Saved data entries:
-=-=-

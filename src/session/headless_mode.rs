//! Headless mode execution

use super::{
    SessionData,
    messages::{print_session_exit_success, print_session_shutdown, print_session_starting},
};
use crate::events::EventType;
use crate::page::{Page, SlotId};
use crate::sync::SyncUpdate;
use crate::ui::dashboard::DashboardState;
use std::error::Error;
use std::time::{Duration, Instant};
use tokio::sync::{broadcast, mpsc};
use tokio::time::MissedTickBehavior;

/// How often banners are aged while headless.
const HEADLESS_TICK: Duration = Duration::from_millis(250);

const SUMMARY_SLOTS: [SlotId; 4] = [
    SlotId::Temperature,
    SlotId::Humidity,
    SlotId::RiskLevel,
    SlotId::LastUpdate,
];

/// One line with every rendered value slot, e.g. `temperature=23.5°C humidity=61.5%`.
pub fn slot_summary(page: &Page) -> String {
    SUMMARY_SLOTS
        .iter()
        .filter_map(|slot| page.text(*slot).map(|text| format!("{}={}", slot, text)))
        .collect::<Vec<_>>()
        .join(" ")
}

/// Applies sync results and ages banners until shutdown, printing each
/// displayable event and the slot values after every applied payload.
async fn drive_headless(
    state: &mut DashboardState,
    updates: &mut mpsc::Receiver<SyncUpdate>,
    shutdown: &mut broadcast::Receiver<()>,
    tick: Duration,
) {
    let mut ticker = tokio::time::interval(tick);
    ticker.set_missed_tick_behavior(MissedTickBehavior::Delay);
    loop {
        tokio::select! {
            Some(update) = updates.recv() => {
                let events = state.apply(update);
                for event in events.iter().filter(|event| event.should_display()) {
                    println!("{}", event);
                }
                if events.iter().any(|event| event.event_type == EventType::Success) {
                    println!("  {}", slot_summary(&state.page));
                }
            }
            _ = ticker.tick() => state.update(),
            _ = shutdown.recv() => break,
        }
    }
}

/// Runs the application in headless mode
///
/// Drives the same controller and state as the TUI and prints each event,
/// plus the slot values after every applied payload, until Ctrl+C.
pub async fn run_headless_mode(mut session: SessionData) -> Result<(), Box<dyn Error>> {
    print_session_starting("headless", &session.environment);

    // Trigger shutdown on Ctrl+C
    let shutdown_sender_clone = session.shutdown_sender.clone();
    tokio::spawn(async move {
        if tokio::signal::ctrl_c().await.is_ok() {
            let _ = shutdown_sender_clone.send(());
        }
    });

    let mut shutdown_receiver = session.shutdown_sender.subscribe();
    let mut state = DashboardState::new(
        session.environment.clone(),
        Instant::now(),
        session.ui_config.clone(),
    );
    session.controller.start();

    drive_headless(
        &mut state,
        &mut session.update_receiver,
        &mut shutdown_receiver,
        HEADLESS_TICK,
    )
    .await;

    print_session_shutdown();
    session.controller.stop();
    print_session_exit_success();

    Ok(())
}

#[cfg(test)]
mod tests {
    use super::*;
    use crate::environment::Environment;
    use crate::models::{EnvironmentSample, PredictionResult, RiskLevel};
    use crate::ui::UIConfig;

    #[test]
    fn test_summary_lists_rendered_slots_only() {
        let mut page = Page::new([SlotId::Temperature, SlotId::Humidity, SlotId::RiskLevel]);
        assert_eq!(slot_summary(&page), "");

        page.show_environment(&EnvironmentSample::new(vec![23.5], vec![61.5]));
        page.show_prediction(&PredictionResult::new(RiskLevel::Medium));

        assert_eq!(
            slot_summary(&page),
            "temperature=23.5°C humidity=61.5% risk-level=medium"
        );
    }

    #[tokio::test]
    async fn test_headless_loop_expires_banners() {
        let mut state = DashboardState::new(
            Environment::Local,
            Instant::now(),
            UIConfig {
                notice_ttl: Duration::from_millis(50),
                ..UIConfig::default()
            },
        );
        let (tx, mut rx) = mpsc::channel(8);
        let (shutdown_tx, mut shutdown_rx) = broadcast::channel(1);

        let feed = async {
            // Hot, cool, hot: two banners
            for (seq, temperature) in [(1, 40.0), (2, 20.0), (3, 40.0)] {
                tx.send(SyncUpdate::Environment {
                    seq,
                    result: Ok(EnvironmentSample::new(vec![temperature], vec![60.0])),
                })
                .await
                .unwrap();
            }
            tokio::time::sleep(Duration::from_millis(200)).await;
            shutdown_tx.send(()).unwrap();
        };
        tokio::join!(
            drive_headless(&mut state, &mut rx, &mut shutdown_rx, Duration::from_millis(10)),
            feed
        );

        assert_eq!(state.page.text(SlotId::Temperature), Some("40.0°C"));
        assert!(state.notices.is_empty());
        assert!(state.tick > 0);
    }
}
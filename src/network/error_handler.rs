//! Centralized error handling and classification

use crate::backend::error::BackendError;
use crate::logging::LogLevel;

/// Centralized error handler for all backend reads
#[derive(Debug, Clone, Default)]
pub struct ErrorHandler;

impl ErrorHandler {
    pub fn new() -> Self {
        Self
    }

    /// Classify error and determine appropriate log level
    pub fn classify_error(&self, error: &BackendError) -> LogLevel {
        match error {
            // Server errors - temporary issues
            BackendError::Http { status, .. } if (500..=599).contains(status) => LogLevel::Warn,

            // Wrong route or base URL - needs attention
            BackendError::Http { status, .. } if *status == 404 => LogLevel::Error,

            // Backend has no data yet
            BackendError::Api(_) => LogLevel::Warn,

            // Payload shape changed
            BackendError::Decode(_) => LogLevel::Error,

            // Network issues - usually temporary
            BackendError::Reqwest(_) => LogLevel::Warn,

            // Other errors
            _ => LogLevel::Warn,
        }
    }

    /// Short, user-facing description of the failure
    pub fn describe(&self, error: &BackendError) -> String {
        match error {
            BackendError::Reqwest(e) if e.is_timeout() => "request timed out".to_string(),
            BackendError::Reqwest(e) if e.is_connect() => "backend unreachable".to_string(),
            BackendError::Reqwest(_) => "network error".to_string(),
            BackendError::Http { status, .. } => format!("HTTP {}", status),
            BackendError::Api(message) => message.clone(),
            BackendError::Decode(_) => "unexpected response shape".to_string(),
        }
    }
}

#[cfg(test)]
mod tests {
    use super::*;

    #[test]
    fn test_classify_http_errors() {
        let handler = ErrorHandler::new();
        let server = BackendError::Http {
            status: 503,
            message: "unavailable".to_string(),
        };
        let missing = BackendError::Http {
            status: 404,
            message: "not found".to_string(),
        };
        assert_eq!(handler.classify_error(&server), LogLevel::Warn);
        assert_eq!(handler.classify_error(&missing), LogLevel::Error);
    }

    #[test]
    fn test_classify_payload_errors() {
        let handler = ErrorHandler::new();
        let api = BackendError::Api("No data available".to_string());
        let decode = BackendError::Decode(serde_json::from_str::<u8>("x").unwrap_err());
        assert_eq!(handler.classify_error(&api), LogLevel::Warn);
        assert_eq!(handler.classify_error(&decode), LogLevel::Error);
        assert_eq!(handler.describe(&api), "No data available");
        assert_eq!(handler.describe(&decode), "unexpected response shape");
    }
}
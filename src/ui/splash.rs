//! Splash screen shown before the dashboard.

use ratatui::Frame;
use ratatui::layout::{Alignment, Constraint, Direction, Layout, Rect};
use ratatui::style::{Color, Modifier, Style};
use ratatui::text::{Line, Span};
use ratatui::widgets::{Block, Borders, Paragraph};

pub const LOGO_NAME: &str = r#"
   ██████╗  ██████╗   ██████╗ ██╗  ██╗  █████╗  ██████╗  ██████╗
  ██╔═══██╗ ██╔══██╗ ██╔════╝ ██║  ██║ ██╔══██╗ ██╔══██╗ ██╔══██╗
  ██║   ██║ ██████╔╝ ██║      ███████║ ███████║ ██████╔╝ ██║  ██║
  ██║   ██║ ██╔══██╗ ██║      ██╔══██║ ██╔══██║ ██╔══██╗ ██║  ██║
  ╚██████╔╝ ██║  ██║ ╚██████╗ ██║  ██║ ██║  ██║ ██║  ██║ ██████╔╝
   ╚═════╝  ╚═╝  ╚═╝  ╚═════╝ ╚═╝  ╚═╝ ╚═╝  ╚═╝ ╚═╝  ╚═╝ ╚═════╝
"#;

pub fn render_splash(f: &mut Frame, backend_url: &str) {
    let mut lines: Vec<Line> = LOGO_NAME
        .trim_matches('\n')
        .lines()
        .map(|line| {
            Span::styled(
                line.to_string(),
                Style::default()
                    .fg(Color::Green)
                    .add_modifier(Modifier::BOLD),
            )
            .into()
        })
        .collect();

    lines.push(Line::from(Span::raw(" ")));
    lines.push(
        Span::styled(
            format!(
                "Pest & disease monitoring  ·  v{}",
                env!("CARGO_PKG_VERSION")
            ),
            Style::default()
                .fg(Color::LightGreen)
                .add_modifier(Modifier::ITALIC),
        )
        .into(),
    );
    lines.push(
        Span::styled(
            format!("Connecting to {}", backend_url),
            Style::default().fg(Color::DarkGray),
        )
        .into(),
    );

    let logo_height = (lines.len() + 2) as u16;

    // Vertically center
    let vertical_chunks = Layout::default()
        .direction(Direction::Vertical)
        .constraints([
            Constraint::Min((f.area().height.saturating_sub(logo_height)) / 2),
            Constraint::Length(logo_height),
            Constraint::Min((f.area().height.saturating_sub(logo_height + 1)) / 2),
        ])
        .split(f.area());

    let centered_area: Rect = vertical_chunks[1];

    let logo = Paragraph::new(lines)
        .alignment(Alignment::Center)
        .block(Block::default().borders(Borders::NONE));

    f.render_widget(logo, centered_area);
}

-=-=-

In the data above, find each line that uses the string "Alignment". Copy it.

Task solution:
use ratatui::layout::{Alignment, Constraint, Direction, Layout, Rect};
        .alignment(Alignment::Center)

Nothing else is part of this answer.